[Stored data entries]
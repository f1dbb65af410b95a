pub mod config;
pub mod logging;
pub mod models;
pub mod services;

pub use config::{FallbackScoring, RankingConfig};
pub use models::{
    CandidateFilter, Item, LocationFilter, RankingPass, RankingRequest, RankingResult,
    RankingStats, ScoredCandidate,
};
pub use services::{
    CandidateFetcher, FetchError, InMemoryFetcher, Listing, RankingEngine, RelevanceScorer,
    ScoringError, SignalWeights,
};
impl RankingEngine {
    /// Fails if `config` does not pass [`RankingConfig::validate`].
    pub fn new(fetcher: Arc<dyn CandidateFetcher>, config: RankingConfig) -> Result<Self> {
        config.validate().context("Invalid ranking config")?;

        Ok(Self {
            fetcher,
            scorer: RelevanceScorer::new(),
            config,
        })
    }

    /// Create with a custom relevance scorer
    pub fn with_scorer(mut self, scorer: RelevanceScorer) -> Self {
        self.scorer = scorer;
        self
    }

    pub fn config(&self) -> &RankingConfig {
        &self.config
    }

    /// Rank with the configured default target count.
    pub async fn rank_default(&self, reference: &Item) -> RankingResult {
        self.rank(reference, self.config.default_target_count).await
    }

    pub async fn rank_request(&self, request: RankingRequest) -> RankingResult {
        self.rank(&request.reference, request.target_count).await
    }

    /// Select and order up to `target_count` routes related to `reference`.
    ///
    /// Never fails: an invalid reference or a zero target yields an empty
    /// result, a failed fetch contributes no candidates.
    pub async fn rank(&self, reference: &Item, target_count: usize) -> RankingResult {
        if !reference.has_id() {
            let err = RankingError::from(ItemError::MissingId);
            debug!(error = %err, "Skipping ranking");
            return RankingResult::default();
        }

        if target_count == 0 {
            debug!(reference_id = %reference.id, "Zero target count, nothing to rank");
            return RankingResult::empty(reference.id.as_str());
        }

        let mut stats = RankingStats::default();
        let mut seen: HashSet<String> = HashSet::new();
        seen.insert(reference.id.clone());

        // 1. Primary pass: same destination, relevance scored
        let primary_filter = CandidateFilter::active_destination(reference.destination.as_str());
        let fetched = self
            .fetch_pass(
                RankingPass::Primary,
                &primary_filter,
                self.config.primary_page_size,
                &mut stats,
            )
            .await;
        stats.primary_fetched = fetched.len();

        let mut primary: Vec<ScoredCandidate> = admit(fetched, &mut seen, &mut stats)
            .into_iter()
            .map(|item| self.score_primary(reference, item))
            .collect();
        sort_by_score(&mut primary);
        stats.primary_kept = primary.len();

        if primary.len() >= target_count {
            primary.truncate(target_count);
            return self.finish(reference, primary, stats);
        }

        // 2. Fallback pass: same origin, quota fill
        stats.fallback_invoked = true;
        let fallback_filter = CandidateFilter::active_origin(reference.origin.as_str());
        let fetched = self
            .fetch_pass(
                RankingPass::Fallback,
                &fallback_filter,
                self.config.fallback_page_size,
                &mut stats,
            )
            .await;
        stats.fallback_fetched = fetched.len();

        let fallback: Vec<ScoredCandidate> = admit(fetched, &mut seen, &mut stats)
            .into_iter()
            .map(|item| self.score_fallback(reference, item))
            .collect();
        stats.fallback_kept = fallback.len();

        // 3. Merge (primary first so ties keep favoring it), sort, cap
        let mut merged = primary;
        merged.extend(fallback);
        sort_by_score(&mut merged);
        merged.truncate(target_count);

        self.finish(reference, merged, stats)
    }

    async fn fetch_pass(
        &self,
        pass: RankingPass,
        filter: &CandidateFilter,
        page_size: u32,
        stats: &mut RankingStats,
    ) -> Vec<Item> {
        match self.fetch_with_timeout(filter, page_size).await {
            Ok(items) => items,
            Err(source) => {
                stats.fetch_failures += 1;
                let err = RankingError::FetchFailure {
                    pass: pass.as_str(),
                    source,
                };
                warn!(error = %err, "Candidate fetch failed, continuing without this pass");
                Vec::new()
            }
        }
    }

    async fn fetch_with_timeout(
        &self,
        filter: &CandidateFilter,
        page_size: u32,
    ) -> Result<Vec<Item>, FetchError> {
        let timeout = self.config.fetch_timeout();

        match tokio::time::timeout(timeout, self.fetcher.fetch(filter, FIRST_PAGE, page_size)).await
        {
            Ok(result) => result,
            Err(_) => Err(FetchError::Timeout(timeout)),
        }
    }

    fn score_primary(&self, reference: &Item, item: Item) -> ScoredCandidate {
        let breakdown = self.scorer.breakdown(reference, &item);
        let score = breakdown.total();

        debug!(
            candidate_id = %item.id,
            destination = breakdown.destination,
            route_type = breakdown.route_type,
            service_type = breakdown.service_type,
            time_proximity = breakdown.time_proximity,
            origin = breakdown.origin,
            operating_days = breakdown.operating_days,
            fare = breakdown.fare,
            score = score,
            "Primary candidate scored"
        );

        ScoredCandidate {
            item,
            score,
            pass: RankingPass::Primary,
        }
    }

    fn score_fallback(&self, reference: &Item, item: Item) -> ScoredCandidate {
        let score = match self.config.fallback_scoring {
            FallbackScoring::Flat => self.config.fallback_score,
            FallbackScoring::Relevance => self.scorer.score(reference, &item),
        };

        ScoredCandidate {
            item,
            score,
            pass: RankingPass::Fallback,
        }
    }

    fn finish(
        &self,
        reference: &Item,
        candidates: Vec<ScoredCandidate>,
        stats: RankingStats,
    ) -> RankingResult {
        info!(
            reference_id = %reference.id,
            primary_count = stats.primary_kept,
            fallback_count = stats.fallback_kept,
            fallback_invoked = stats.fallback_invoked,
            fetch_failures = stats.fetch_failures,
            returned = candidates.len(),
            "Related ranking completed"
        );

        RankingResult {
            reference_id: reference.id.clone(),
            candidates,
            stats,
        }
    }
}

/// Keep the first occurrence of each id not yet seen; drop empty ids.
fn admit(items: Vec<Item>, seen: &mut HashSet<String>, stats: &mut RankingStats) -> Vec<Item> {
    let mut admitted = Vec::with_capacity(items.len());

    for item in items {
        if !item.has_id() || !seen.insert(item.id.clone()) {
            stats.discarded += 1;
            continue;
        }
        admitted.push(item);
    }

    admitted
}

/// Stable, descending.
fn sort_by_score(candidates: &mut [ScoredCandidate]) {
    candidates.sort_by(|a, b| b.score.partial_cmp(&a.score).unwrap_or(Ordering::Equal));
}
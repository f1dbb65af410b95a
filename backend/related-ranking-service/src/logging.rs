use tracing_subscriber::{fmt, EnvFilter};

const DEFAULT_FILTER: &str = "info";

fn env_filter() -> EnvFilter {
    EnvFilter::try_from_default_env().unwrap_or_else(|_| EnvFilter::new(DEFAULT_FILTER))
}

/// Install the global `fmt` subscriber. Panics if one is already set.
pub fn init_tracing() {
    fmt().with_env_filter(env_filter()).with_target(false).init();
}

/// Like [`init_tracing`] but returns `false` instead of panicking when a
/// subscriber is already installed (tests, embedding hosts).
pub fn try_init_tracing() -> bool {
    fmt()
        .with_env_filter(env_filter())
        .with_target(false)
        .try_init()
        .is_ok()
}
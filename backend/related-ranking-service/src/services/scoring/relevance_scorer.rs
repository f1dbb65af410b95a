use super::{Result, ScoringError};
use crate::models::Item;

/// Relative fare difference below which two fares count as similar.
const FARE_SIMILARITY_RATIO: f64 = 0.5;

/// Per-signal contributions. Scores are summed without a cap; with the
/// default weights an identical candidate scores 235.
#[derive(Debug, Clone, PartialEq)]
pub struct SignalWeights {
    pub destination_match: f64,
    pub route_type_match: f64,
    pub service_type_match: f64,
    /// Score for identical departure hours; loses one point per hour apart.
    pub time_proximity: f64,
    pub origin_match: f64,
    /// Multiplied by the operating-days overlap ratio (0.0 - 1.0).
    pub operating_days_overlap: f64,
    pub fare_similarity: f64,
}

impl SignalWeights {
    /// Every weight must be finite and non-negative so scores stay >= 0.
    pub fn validate(&self) -> Result<()> {
        let weights = [
            ("destination_match", self.destination_match),
            ("route_type_match", self.route_type_match),
            ("service_type_match", self.service_type_match),
            ("time_proximity", self.time_proximity),
            ("origin_match", self.origin_match),
            ("operating_days_overlap", self.operating_days_overlap),
            ("fare_similarity", self.fare_similarity),
        ];

        match weights
            .into_iter()
            .find(|(_, value)| !value.is_finite() || *value < 0.0)
        {
            Some((signal, value)) => Err(ScoringError::InvalidWeight { signal, value }),
            None => Ok(()),
        }
    }
}

impl Default for SignalWeights {
    fn default() -> Self {
        Self {
            destination_match: 100.0,
            route_type_match: 50.0,
            service_type_match: 30.0,
            time_proximity: 20.0,
            origin_match: 15.0,
            operating_days_overlap: 10.0,
            fare_similarity: 10.0,
        }
    }
}

/// Contribution of every signal for one candidate.
#[derive(Debug, Clone, Default, PartialEq)]
pub struct ScoreBreakdown {
    pub destination: f64,
    pub route_type: f64,
    pub service_type: f64,
    pub time_proximity: f64,
    pub origin: f64,
    pub operating_days: f64,
    pub fare: f64,
}

impl ScoreBreakdown {
    pub fn total(&self) -> f64 {
        self.destination
            + self.route_type
            + self.service_type
            + self.time_proximity
            + self.origin
            + self.operating_days
            + self.fare
    }
}

/// Relevance scorer for related-route ranking
#[derive(Debug, Clone, Default)]
pub struct RelevanceScorer {
    weights: SignalWeights,
}

impl RelevanceScorer {
    pub fn new() -> Self {
        Self::default()
    }

    pub fn with_weights(weights: SignalWeights) -> Result<Self> {
        weights.validate()?;
        Ok(Self { weights })
    }

    pub fn weights(&self) -> &SignalWeights {
        &self.weights
    }

    /// Composite score of `candidate` against `reference`. Always >= 0.
    pub fn score(&self, reference: &Item, candidate: &Item) -> f64 {
        self.breakdown(reference, candidate).total()
    }

    /// Score every signal separately.
    pub fn breakdown(&self, reference: &Item, candidate: &Item) -> ScoreBreakdown {
        let w = &self.weights;

        ScoreBreakdown {
            destination: if candidate.destination == reference.destination {
                w.destination_match
            } else {
                0.0
            },
            route_type: if optional_match(&reference.route_type, &candidate.route_type) {
                w.route_type_match
            } else {
                0.0
            },
            service_type: if optional_match(&reference.service_type, &candidate.service_type) {
                w.service_type_match
            } else {
                0.0
            },
            time_proximity: self.time_proximity(reference, candidate),
            origin: if candidate.origin == reference.origin {
                w.origin_match
            } else {
                0.0
            },
            operating_days: self.operating_days_overlap(reference, candidate),
            fare: self.fare_similarity(reference, candidate),
        }
    }

    /// `max(0, weight - diff)` where diff is the closest candidate departure
    /// to the reference's first departure hour.
    fn time_proximity(&self, reference: &Item, candidate: &Item) -> f64 {
        let Some(&ref_hour) = reference.departure_hours.first() else {
            return 0.0;
        };

        let closest = candidate
            .departure_hours
            .iter()
            .map(|&hour| (i32::from(hour) - i32::from(ref_hour)).abs())
            .min();

        match closest {
            Some(diff) => (self.weights.time_proximity - f64::from(diff)).max(0.0),
            None => 0.0,
        }
    }

    /// Shared days over the larger of the two sets.
    fn operating_days_overlap(&self, reference: &Item, candidate: &Item) -> f64 {
        // Also guards the both-empty case against 0 / 0.
        if reference.operating_days.is_empty() || candidate.operating_days.is_empty() {
            return 0.0;
        }

        let larger = reference
            .operating_days
            .len()
            .max(candidate.operating_days.len());
        let shared = reference
            .operating_days
            .intersection(&candidate.operating_days)
            .count();

        (shared as f64 / larger as f64) * self.weights.operating_days_overlap
    }

    fn fare_similarity(&self, reference: &Item, candidate: &Item) -> f64 {
        let (Some(a), Some(b)) = (reference.known_fare(), candidate.known_fare()) else {
            return 0.0;
        };

        let ratio = (a - b).abs() / ((a + b) / 2.0);
        if ratio < FARE_SIMILARITY_RATIO {
            self.weights.fare_similarity
        } else {
            0.0
        }
    }
}

/// Both present, non-empty and equal.
fn optional_match(a: &Option<String>, b: &Option<String>) -> bool {
    match (a.as_deref(), b.as_deref()) {
        (Some(a), Some(b)) => !a.is_empty() && a == b,
        _ => false,
    }
}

▶ WHAT IS REQUIRED:
Among the records above, a stretch begins at the line containing "target count, nothing" and ends at the line containing "stats.primary_fetched = fetched.len();". Restate that stretch word for word, and nothing else.

▶ ANSWER BOX:
            debug!(reference_id = %reference.id, "Zero target count, nothing to rank");
            return RankingResult::empty(reference.id.as_str());
        }

        let mut stats = RankingStats::default();
        let mut seen: HashSet<String> = HashSet::new();
        seen.insert(reference.id.clone());

        // 1. Primary pass: same destination, relevance scored
        let primary_filter = CandidateFilter::active_destination(reference.destination.as_str());
        let fetched = self
            .fetch_pass(
                RankingPass::Primary,
                &primary_filter,
                self.config.primary_page_size,
                &mut stats,
            )
            .await;
        stats.primary_fetched = fetched.len();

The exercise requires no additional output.